*** Begin section ***
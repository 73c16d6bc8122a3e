//! Error types for a feed run

use super::statement::StatementError;

/// Result type for ingestion operations
pub type Result<T> = std::result::Result<T, IngestError>;

/// Errors that end a feed run early
///
/// Per-item and per-push problems never surface here; they are logged and
/// counted on the [`RunSummary`](super::pipeline::RunSummary) instead.
#[derive(Debug, thiserror::Error)]
pub enum IngestError {
    #[error("Feed request failed: {0}")]
    FeedRequest(#[source] reqwest::Error),

    #[error("Feed request timed out after {0} seconds")]
    FeedTimeout(u64),

    #[error("Feed {filename} could not be accessed: HTTP {status}")]
    FeedStatus { filename: String, status: u16 },

    #[error("Feed XML is unusable: {0}")]
    Xml(String),

    #[error("Database error: {0}")]
    Database(#[from] sqlx::Error),

    #[error("Existing identifier set is empty and runs are configured to abort")]
    EmptyExistingKeys,

    #[error("Statement error: {0}")]
    Statement(#[from] StatementError),

    #[error("HTTP client error: {0}")]
    Client(String),

    #[error("Invalid feed filename: {0}")]
    InvalidFilename(String),
}

impl From<quick_xml::Error> for IngestError {
    fn from(err: quick_xml::Error) -> Self {
        IngestError::Xml(err.to_string())
    }
}
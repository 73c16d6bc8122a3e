//! Per-run context threaded through every pipeline stage

use chrono::{DateTime, Utc};
use uuid::Uuid;

/// Format of the `date_added` column, microsecond precision.
pub const DATE_ADDED_FORMAT: &str = "%Y-%m-%d %H:%M:%S%.6f";

/// Identity and timestamp of one feed run
///
/// Every record produced by a run carries the same `date_added`, taken once
/// when the context is created.
#[derive(Debug, Clone)]
pub struct RunContext {
    pub run_id: Uuid,
    pub filename: String,
    pub started_at: DateTime<Utc>,
    pub date_added: String,
}

impl RunContext {
    pub fn new(filename: impl Into<String>) -> Self {
        Self::at(filename, Utc::now())
    }

    /// Build a context for a fixed start instant
    pub fn at(filename: impl Into<String>, started_at: DateTime<Utc>) -> Self {
        Self {
            run_id: Uuid::new_v4(),
            filename: filename.into(),
            started_at,
            date_added: started_at.format(DATE_ADDED_FORMAT).to_string(),
        }
    }

    pub fn elapsed_secs(&self) -> f64 {
        (Utc::now() - self.started_at).num_milliseconds() as f64 / 1000.0
    }
}
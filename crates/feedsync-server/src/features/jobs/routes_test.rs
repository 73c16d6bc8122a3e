//! Route tests for the job endpoints

#[cfg(test)]
mod tests {
    use std::sync::Arc;
    use std::time::Duration;

    use async_trait::async_trait;
    use axum::{
        body::Body,
        http::{Method, Request, StatusCode},
        Router,
    };
    use http_body_util::BodyExt;
    use serde_json::Value;
    use tower::ServiceExt;
    use wiremock::matchers::method;
    use wiremock::{Mock, MockServer, ResponseTemplate};

    use crate::features::{legacy_router, router, FeatureState};
    use crate::ingest::reconcile::ExistingKeys;
    use crate::ingest::statement::Schema;
    use crate::ingest::{FeedPipeline, IngestConfig, JobRegistry, Result, TableStore};

    struct EmptyStore;

    #[async_trait]
    impl TableStore for EmptyStore {
        fn table(&self) -> &str {
            "products"
        }

        async fn existing_keys(&self) -> Result<ExistingKeys> {
            Ok(ExistingKeys::default())
        }

        async fn schema(&self) -> Result<Schema> {
            Ok(Schema::new(["sku"]))
        }

        async fn execute(&self, _statement: &str) -> Result<u64> {
            Ok(0)
        }
    }

    /// Feed server answering every request after `delay`
    async fn feed_server(delay: Duration) -> MockServer {
        let server = MockServer::start().await;
        Mock::given(method("GET"))
            .respond_with(
                ResponseTemplate::new(200)
                    .set_body_string("<rss><channel/></rss>")
                    .set_delay(delay),
            )
            .mount(&server)
            .await;
        server
    }

    fn state(server: &MockServer) -> FeatureState {
        let mut config = IngestConfig::default();
        config.feed.base_url = format!("{}/", server.uri());
        let pipeline = FeedPipeline::new(config, Arc::new(EmptyStore)).unwrap();

        FeatureState {
            jobs: JobRegistry::new(10),
            pipeline: Arc::new(pipeline),
        }
    }

    fn app(state: FeatureState) -> Router {
        Router::new()
            .nest("/api/v1", router(state.clone()))
            .merge(legacy_router(state))
    }

    fn request(method: Method, uri: &str) -> Request<Body> {
        Request::builder()
            .method(method)
            .uri(uri)
            .body(Body::empty())
            .unwrap()
    }

    async fn json_body(response: axum::response::Response) -> Value {
        let bytes = response.into_body().collect().await.unwrap().to_bytes();
        serde_json::from_slice(&bytes).unwrap()
    }

    #[tokio::test]
    async fn test_start_job_is_accepted() {
        let server = feed_server(Duration::ZERO).await;
        let app = app(state(&server));

        let response = app
            .oneshot(request(Method::POST, "/api/v1/jobs/shop.xml"))
            .await
            .unwrap();

        assert_eq!(response.status(), StatusCode::ACCEPTED);
        let body = json_body(response).await;
        assert_eq!(body["success"], true);
        assert_eq!(body["data"]["name"], "Processing For File: shop.xml");
        assert!(body["data"]["job_id"].is_string());
    }

    #[tokio::test]
    async fn test_invalid_filename_is_rejected() {
        let server = feed_server(Duration::ZERO).await;
        let app = app(state(&server));

        let response = app
            .oneshot(request(Method::POST, "/api/v1/jobs/..%2Fsecret"))
            .await
            .unwrap();

        assert_eq!(response.status(), StatusCode::BAD_REQUEST);
        let body = json_body(response).await;
        assert_eq!(body["error"]["status"], 400);
    }

    #[tokio::test]
    async fn test_legacy_trigger_acknowledges() {
        let server = feed_server(Duration::ZERO).await;
        let state = state(&server);
        let app = app(state.clone());

        let response = app.oneshot(request(Method::GET, "/go/shop.xml")).await.unwrap();

        assert_eq!(response.status(), StatusCode::OK);
        let job_id = response.headers()["x-job-id"].to_str().unwrap().to_string();
        let bytes = response.into_body().collect().await.unwrap().to_bytes();
        assert_eq!(&bytes[..], b"XML processing request received.");

        let id = uuid::Uuid::parse_str(&job_id).unwrap();
        assert!(state.jobs.get(id).await.is_some());
    }

    #[tokio::test]
    async fn test_get_job_not_found() {
        let server = feed_server(Duration::ZERO).await;
        let app = app(state(&server));

        let response = app
            .clone()
            .oneshot(request(Method::GET, "/api/v1/jobs/nonexistent-job-id"))
            .await
            .unwrap();
        assert_eq!(response.status(), StatusCode::NOT_FOUND);

        let unknown = format!("/api/v1/jobs/{}", uuid::Uuid::new_v4());
        let response = app.oneshot(request(Method::GET, &unknown)).await.unwrap();
        assert_eq!(response.status(), StatusCode::NOT_FOUND);
    }

    #[tokio::test]
    async fn test_list_and_cancel_running_job() {
        let server = feed_server(Duration::from_secs(5)).await;
        let state = state(&server);
        let app = app(state.clone());

        let job = state
            .jobs
            .spawn(state.pipeline.clone(), "slow.xml")
            .await
            .unwrap();

        let response = app
            .clone()
            .oneshot(request(Method::GET, "/api/v1/jobs?alive=true"))
            .await
            .unwrap();
        assert_eq!(response.status(), StatusCode::OK);
        let body = json_body(response).await;
        assert_eq!(body["meta"]["total"], 1);
        assert_eq!(body["data"][0]["state"], "running");

        let uri = format!("/api/v1/jobs/{}", job.id);
        let response = app
            .clone()
            .oneshot(request(Method::DELETE, &uri))
            .await
            .unwrap();
        assert_eq!(response.status(), StatusCode::OK);
        assert_eq!(json_body(response).await["data"]["state"], "cancelled");

        let response = app
            .clone()
            .oneshot(request(Method::DELETE, &uri))
            .await
            .unwrap();
        assert_eq!(response.status(), StatusCode::CONFLICT);

        let response = app.oneshot(request(Method::GET, "/checkthreads")).await.unwrap();
        let body = json_body(response).await;
        assert_eq!(body[0][0], "Processing For File: slow.xml");
        assert_eq!(body[0][1], false);
    }

    #[tokio::test]
    async fn test_cancel_unknown_job() {
        let server = feed_server(Duration::ZERO).await;
        let app = app(state(&server));

        let uri = format!("/api/v1/jobs/{}", uuid::Uuid::new_v4());
        let response = app.oneshot(request(Method::DELETE, &uri)).await.unwrap();
        assert_eq!(response.status(), StatusCode::NOT_FOUND);
    }
}
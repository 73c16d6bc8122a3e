//! Feed document download

use reqwest::Client;
use tracing::{error, info};

use crate::ingest::config::FeedConfig;
use crate::ingest::error::{IngestError, Result};

/// HTTP client for feed documents
///
/// The requested filename is appended verbatim to the configured base URL.
#[derive(Debug, Clone)]
pub struct FeedFetcher {
    client: Client,
    base_url: String,
    timeout_secs: u64,
}

impl FeedFetcher {
    /// Create a fetcher with the configured timeout
    pub fn new(config: &FeedConfig) -> Result<Self> {
        let client = Client::builder()
            .timeout(config.timeout())
            .user_agent(concat!("feedsync/", env!("CARGO_PKG_VERSION")))
            .build()
            .map_err(|e| IngestError::Client(e.to_string()))?;

        Ok(Self {
            client,
            base_url: config.base_url.clone(),
            timeout_secs: config.timeout_secs,
        })
    }

    pub fn url_for(&self, filename: &str) -> String {
        format!("{}{}", self.base_url, filename)
    }

    /// Download `filename` and return the body text
    pub async fn fetch(&self, filename: &str) -> Result<String> {
        let url = self.url_for(filename);
        info!("Downloading feed from: {}", url);

        let response = self.client.get(&url).send().await.map_err(|e| {
            error!("Feed {} could not be fetched: {}", filename, e);
            self.classify(e)
        })?;

        let status = response.status();
        if !status.is_success() {
            error!("Feed {} could not be accessed: HTTP {}", filename, status);
            return Err(IngestError::FeedStatus {
                filename: filename.to_string(),
                status: status.as_u16(),
            });
        }

        let body = response.text().await.map_err(|e| {
            error!("Feed {} body could not be read: {}", filename, e);
            self.classify(e)
        })?;

        info!("Downloaded feed {}: {} bytes ({} KB)", filename, body.len(), body.len() / 1024);
        Ok(body)
    }

    fn classify(&self, err: reqwest::Error) -> IngestError {
        if err.is_timeout() {
            IngestError::FeedTimeout(self.timeout_secs)
        } else {
            IngestError::FeedRequest(err)
        }
    }
}

#[cfg(test)]
mod tests {
    use super::*;
    use std::time::Duration;
    use wiremock::matchers::{method, path};
    use wiremock::{Mock, MockServer, ResponseTemplate};

    fn fetcher(base_url: String, timeout_secs: u64) -> FeedFetcher {
        FeedFetcher::new(&FeedConfig {
            base_url,
            timeout_secs,
            ..Default::default()
        })
        .unwrap()
    }

    #[test]
    fn test_url_is_base_plus_filename() {
        let f = fetcher("http://feeds.local/xml/".to_string(), 10);
        assert_eq!(f.url_for("shop.xml"), "http://feeds.local/xml/shop.xml");
    }

    #[tokio::test]
    async fn test_fetch_returns_body() {
        let server = MockServer::start().await;
        Mock::given(method("GET"))
            .and(path("/feeds/shop.xml"))
            .respond_with(ResponseTemplate::new(200).set_body_string("<rss/>"))
            .mount(&server)
            .await;

        let f = fetcher(format!("{}/feeds/", server.uri()), 10);
        assert_eq!(f.fetch("shop.xml").await.unwrap(), "<rss/>");
    }

    #[tokio::test]
    async fn test_non_success_status_is_an_error() {
        let server = MockServer::start().await;
        Mock::given(method("GET"))
            .respond_with(ResponseTemplate::new(404))
            .mount(&server)
            .await;

        let f = fetcher(format!("{}/", server.uri()), 10);
        match f.fetch("missing.xml").await {
            Err(IngestError::FeedStatus { filename, status }) => {
                assert_eq!(filename, "missing.xml");
                assert_eq!(status, 404);
            },
            other => panic!("unexpected result: {:?}", other.map(|b| b.len())),
        }
    }

    #[tokio::test]
    async fn test_slow_feed_times_out() {
        let server = MockServer::start().await;
        Mock::given(method("GET"))
            .respond_with(
                ResponseTemplate::new(200)
                    .set_body_string("<rss/>")
                    .set_delay(Duration::from_secs(3)),
            )
            .mount(&server)
            .await;

        let f = fetcher(format!("{}/", server.uri()), 1);
        assert!(matches!(f.fetch("slow.xml").await, Err(IngestError::FeedTimeout(1))));
    }
}
//! Feed run orchestration
//!
//! One run: fetch the feed, read the existing identifiers, parse, reconcile,
//! push NEW records to the indexing endpoint, then batch, build and execute
//! insert statements in order. Every stage hands an owned value to the next.

use std::sync::Arc;

use serde::{Deserialize, Serialize};
use tracing::{error, info, info_span, Instrument};
use uuid::Uuid;

use super::batcher::partition;
use super::config::IngestConfig;
use super::context::RunContext;
use super::error::{IngestError, Result};
use super::feed::{FeedFetcher, FeedParser};
use super::reconcile::reconcile;
use super::sink::{IndexStats, IndexingClient, TableStore};
use super::statement::StatementBuilder;

/// Outcome of a completed run
#[derive(Debug, Clone, Default, PartialEq, Serialize, Deserialize)]
pub struct RunSummary {
    pub run_id: Uuid,
    pub filename: String,
    pub items_parsed: usize,
    pub defective: usize,
    pub new_records: usize,
    pub known_records: usize,
    pub batches: usize,
    pub statements: usize,
    pub rows_inserted: u64,
    pub index_pushed: usize,
    pub index_failed: usize,
    pub duration_secs: f64,
}

impl RunSummary {
    fn start(ctx: &RunContext) -> Self {
        Self {
            run_id: ctx.run_id,
            filename: ctx.filename.clone(),
            ..Default::default()
        }
    }

    fn finish(mut self, ctx: &RunContext) -> Self {
        self.duration_secs = ctx.elapsed_secs();
        info!(
            "Run finished: {} parsed, {} new, {} known, {} defective, {} batches, {} statements, \
             {} rows inserted, {} indexed ({} failed) in {:.2}s",
            self.items_parsed,
            self.new_records,
            self.known_records,
            self.defective,
            self.batches,
            self.statements,
            self.rows_inserted,
            self.index_pushed,
            self.index_failed,
            self.duration_secs
        );
        self
    }
}

/// The feed-to-store pipeline, shared by every run
pub struct FeedPipeline {
    config: IngestConfig,
    store: Arc<dyn TableStore>,
    fetcher: FeedFetcher,
    parser: FeedParser,
    builder: StatementBuilder,
    indexer: Option<IndexingClient>,
}

impl FeedPipeline {
    pub fn new(config: IngestConfig, store: Arc<dyn TableStore>) -> Result<Self> {
        let fetcher = FeedFetcher::new(&config.feed)?;
        let parser = FeedParser::new(config.feed.namespace.clone());
        let builder = StatementBuilder::new(store.table(), config.missing_value);
        let indexer = if config.indexer.enabled {
            Some(IndexingClient::new(&config.indexer)?)
        } else {
            None
        };

        Ok(Self {
            config,
            store,
            fetcher,
            parser,
            builder,
            indexer,
        })
    }

    /// Disable the indexing push for this pipeline
    pub fn without_indexing(mut self) -> Self {
        self.indexer = None;
        self
    }

    /// Run the pipeline for `filename` with a fresh context
    pub async fn run(&self, filename: &str) -> Result<RunSummary> {
        self.run_with(RunContext::new(filename)).await
    }

    /// Run the pipeline under an existing context
    pub async fn run_with(&self, ctx: RunContext) -> Result<RunSummary> {
        let span = info_span!("feed_run", run_id = %ctx.run_id, filename = %ctx.filename);
        async move {
            let result = self.execute(&ctx).await;
            if let Err(e) = &result {
                error!("Run failed: {}", e);
            }
            result
        }
        .instrument(span)
        .await
    }

    async fn execute(&self, ctx: &RunContext) -> Result<RunSummary> {
        info!("Processing feed: {}", ctx.filename);
        let mut summary = RunSummary::start(ctx);

        let document = self.fetcher.fetch(&ctx.filename).await?;

        let existing = self.store.existing_keys().await?;
        if existing.is_empty() {
            error!("No existing identifiers returned from {}", self.store.table());
            if self.config.abort_on_empty_existing {
                return Err(IngestError::EmptyExistingKeys);
            }
        }

        let items = self.parser.parse(&document)?;
        drop(document);
        summary.items_parsed = items.len();

        let reconciliation = reconcile(items, &existing, &self.config.record_version, ctx);
        summary.defective = reconciliation.defective.len();
        summary.new_records = reconciliation.new.len();
        summary.known_records = reconciliation.known.len();

        if reconciliation.is_empty() {
            info!("No new products found, nothing to load");
            return Ok(summary.finish(ctx));
        }

        if let Some(indexer) = &self.indexer {
            let IndexStats { pushed, failed } = indexer.push_all(&reconciliation.new).await;
            summary.index_pushed = pushed;
            summary.index_failed = failed;
        }

        let batches = partition(reconciliation.new, self.config.max_batch_records);
        summary.batches = batches.len();

        let schema = self.store.schema().await?;
        for (index, batch) in batches.iter().enumerate() {
            let statements =
                self.builder
                    .build_bounded(&schema, batch, self.config.max_statement_bytes)?;

            for statement in &statements {
                summary.rows_inserted += self.store.execute(statement).await?;
            }
            summary.statements += statements.len();

            info!(
                "Loaded batch {}/{}: {} records in {} statement(s)",
                index + 1,
                batches.len(),
                batch.len(),
                statements.len()
            );
        }

        Ok(summary.finish(ctx))
    }
}
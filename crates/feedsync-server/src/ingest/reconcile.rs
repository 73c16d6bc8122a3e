//! Reconciliation of parsed feed items against the existing identifier set

use std::collections::HashSet;

use tracing::{info, warn};

use super::context::RunContext;
use super::feed::models::{Classification, FeedItem, FeedRecord};

/// Identifiers already present in the store, read once per run
#[derive(Debug, Clone, Default)]
pub struct ExistingKeys {
    keys: HashSet<String>,
}

impl ExistingKeys {
    pub fn new<I, S>(keys: I) -> Self
    where
        I: IntoIterator<Item = S>,
        S: Into<String>,
    {
        Self {
            keys: keys.into_iter().map(Into::into).collect(),
        }
    }

    pub fn contains(&self, sku: &str) -> bool {
        self.keys.contains(sku)
    }

    pub fn len(&self) -> usize {
        self.keys.len()
    }

    pub fn is_empty(&self) -> bool {
        self.keys.is_empty()
    }

    /// NEW iff the identifier is absent from the set
    pub fn classify(&self, sku: &str) -> Classification {
        if self.contains(sku) {
            Classification::Known
        } else {
            Classification::New
        }
    }
}

/// Output of [`reconcile`]
#[derive(Debug, Clone, Default)]
pub struct Reconciliation {
    /// NEW records in feed order
    pub new: Vec<FeedRecord>,
    /// KNOWN records, kept for counting only
    pub known: Vec<FeedRecord>,
    /// Feed positions of items dropped for lacking an identifier
    pub defective: Vec<usize>,
}

impl Reconciliation {
    pub fn is_empty(&self) -> bool {
        self.new.is_empty()
    }
}

/// Classify every item exactly once and split NEW from KNOWN
pub fn reconcile(
    items: Vec<FeedItem>,
    existing: &ExistingKeys,
    version: &str,
    ctx: &RunContext,
) -> Reconciliation {
    let mut out = Reconciliation::default();

    for item in items {
        let Some(sku) = item.sku().map(str::to_string) else {
            warn!(position = item.position, "Feed item has no identifier, skipping");
            out.defective.push(item.position);
            continue;
        };

        let classification = existing.classify(&sku);
        let record = FeedRecord::from_item(item, sku, classification, version, ctx);
        match classification {
            Classification::New => out.new.push(record),
            Classification::Known => out.known.push(record),
        }
    }

    info!(
        "found {} new products and {} existing products ({} defective)",
        out.new.len(),
        out.known.len(),
        out.defective.len()
    );

    out
}

#[cfg(test)]
mod tests {
    use super::*;

    fn items(skus: &[&str]) -> Vec<FeedItem> {
        skus.iter()
            .enumerate()
            .map(|(i, sku)| FeedItem::new(i).with_field("sku", *sku))
            .collect()
    }

    fn skus(records: &[FeedRecord]) -> Vec<&str> {
        records.iter().map(FeedRecord::sku).collect()
    }

    #[test]
    fn test_three_items_one_known() {
        let ctx = RunContext::new("feed.xml");
        let result = reconcile(items(&["X", "Y", "Z"]), &ExistingKeys::new(["X"]), "4", &ctx);

        assert_eq!(skus(&result.new), vec!["Y", "Z"]);
        assert_eq!(skus(&result.known), vec!["X"]);
        assert!(result.new.iter().all(FeedRecord::is_new));
        assert!(result.known.iter().all(|r| !r.is_new()));
    }

    #[test]
    fn test_counts_add_up() {
        let ctx = RunContext::new("feed.xml");
        for n in [0usize, 1, 200, 201] {
            let names: Vec<String> = (0..n).map(|i| format!("SKU{i}")).collect();
            let refs: Vec<&str> = names.iter().map(String::as_str).collect();
            // every third identifier is already known, with duplicates in the index
            let known = ExistingKeys::new(
                names.iter().step_by(3).chain(names.iter().step_by(3)).cloned(),
            );

            let result = reconcile(items(&refs), &known, "4", &ctx);

            assert_eq!(result.new.len() + result.known.len(), n);
            for record in result.new.iter().chain(result.known.iter()) {
                assert_eq!(record.is_new(), !known.contains(record.sku()));
            }
        }
    }

    #[test]
    fn test_empty_index_makes_everything_new() {
        let ctx = RunContext::new("feed.xml");
        let result = reconcile(items(&["A", "B"]), &ExistingKeys::default(), "4", &ctx);
        assert_eq!(result.new.len(), 2);
        assert!(result.known.is_empty());
    }

    #[test]
    fn test_items_without_sku_are_defective() {
        let ctx = RunContext::new("feed.xml");
        let feed = vec![
            FeedItem::new(0).with_field("sku", "A"),
            FeedItem::new(1).with_field("title", "orphan"),
            FeedItem::new(2).with_field("sku", "B"),
        ];

        let result = reconcile(feed, &ExistingKeys::default(), "4", &ctx);

        assert_eq!(skus(&result.new), vec!["A", "B"]);
        assert_eq!(result.defective, vec![1]);
    }

    #[test]
    fn test_records_share_run_timestamp() {
        let ctx = RunContext::new("feed.xml");
        let result = reconcile(items(&["A", "B"]), &ExistingKeys::default(), "4", &ctx);
        assert!(result.new.iter().all(|r| r.date_added() == ctx.date_added));
        assert!(result.new.iter().all(|r| r.version() == "4"));
    }
}
//! Feedsync Server - Main entry point

use std::{net::SocketAddr, sync::Arc, time::Duration};

use anyhow::Result;
use feedsync_common::logging::{init_logging, LogConfig};
use sqlx::postgres::PgPoolOptions;
use tokio::signal;
use tracing::info;

use feedsync_server::{
    api::{self, AppState},
    config::Config,
    features::FeatureState,
    ingest::{FeedPipeline, JobRegistry, PgTableStore},
};

#[tokio::main]
async fn main() -> Result<()> {
    let log_config = LogConfig::builder()
        .log_file_prefix("feedsync-server")
        .filter_directives("feedsync_server=debug,tower_http=debug,sqlx=warn")
        .build()
        .merge_env()?;

    let _guard = init_logging(&log_config)?;

    info!("Starting Feedsync Server");

    let config = Config::load()?;
    info!(
        "Configuration loaded - server will bind to {}:{}",
        config.server.host, config.server.port
    );

    let db_pool = PgPoolOptions::new()
        .max_connections(config.database.max_connections)
        .min_connections(config.database.min_connections)
        .acquire_timeout(Duration::from_secs(config.database.connect_timeout_secs))
        .idle_timeout(Duration::from_secs(config.database.idle_timeout_secs))
        .connect(&config.database.url)
        .await?;

    info!("Database connection pool established");

    let store = Arc::new(PgTableStore::new(
        db_pool.clone(),
        config.ingest.store.table.clone(),
        config.ingest.store.key_column.clone(),
    ));
    let jobs = JobRegistry::new(config.ingest.job_history_limit);
    let pipeline = FeedPipeline::new(config.ingest.clone(), store)?;
    info!(
        "Feed pipeline ready: table {}, indexing {}",
        config.ingest.store.table,
        if config.ingest.indexer.enabled { "enabled" } else { "disabled" }
    );

    let state = AppState {
        db: db_pool,
        features: FeatureState {
            jobs,
            pipeline: Arc::new(pipeline),
        },
    };

    let app = api::create_router(state);

    let addr: SocketAddr = format!("{}:{}", config.server.host, config.server.port).parse()?;
    info!("Server listening on {}", addr);

    let listener = tokio::net::TcpListener::bind(addr).await?;

    axum::serve(listener, app)
        .with_graceful_shutdown(shutdown_signal(config.server.shutdown_timeout_secs))
        .await?;

    info!("Server shut down gracefully");

    Ok(())
}

/// Wait for Ctrl+C or SIGTERM
async fn shutdown_signal(timeout_secs: u64) {
    let ctrl_c = async {
        if let Err(e) = signal::ctrl_c().await {
            tracing::error!("Failed to install Ctrl+C handler: {}", e);
        }
    };

    #[cfg(unix)]
    let terminate = async {
        match signal::unix::signal(signal::unix::SignalKind::terminate()) {
            Ok(mut signal) => {
                signal.recv().await;
            },
            Err(e) => {
                tracing::error!("Failed to install SIGTERM handler: {}", e);
            },
        }
    };

    #[cfg(not(unix))]
    let terminate = std::future::pending::<()>();

    tokio::select! {
        _ = ctrl_c => {
            info!("Received Ctrl+C, starting graceful shutdown");
        },
        _ = terminate => {
            info!("Received terminate signal, starting graceful shutdown");
        },
    }

    // In-flight runs are dropped with the runtime; give open requests a moment.
    info!("Waiting up to {} seconds for connections to close", timeout_secs);
    tokio::time::sleep(Duration::from_secs(timeout_secs.min(5))).await;
}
*** End section ***
## Problem
Pull every line containing the string "matchers" out of the data above and copy it.

## Problem solution
    use wiremock::matchers::method;
    use wiremock::matchers::{method, path};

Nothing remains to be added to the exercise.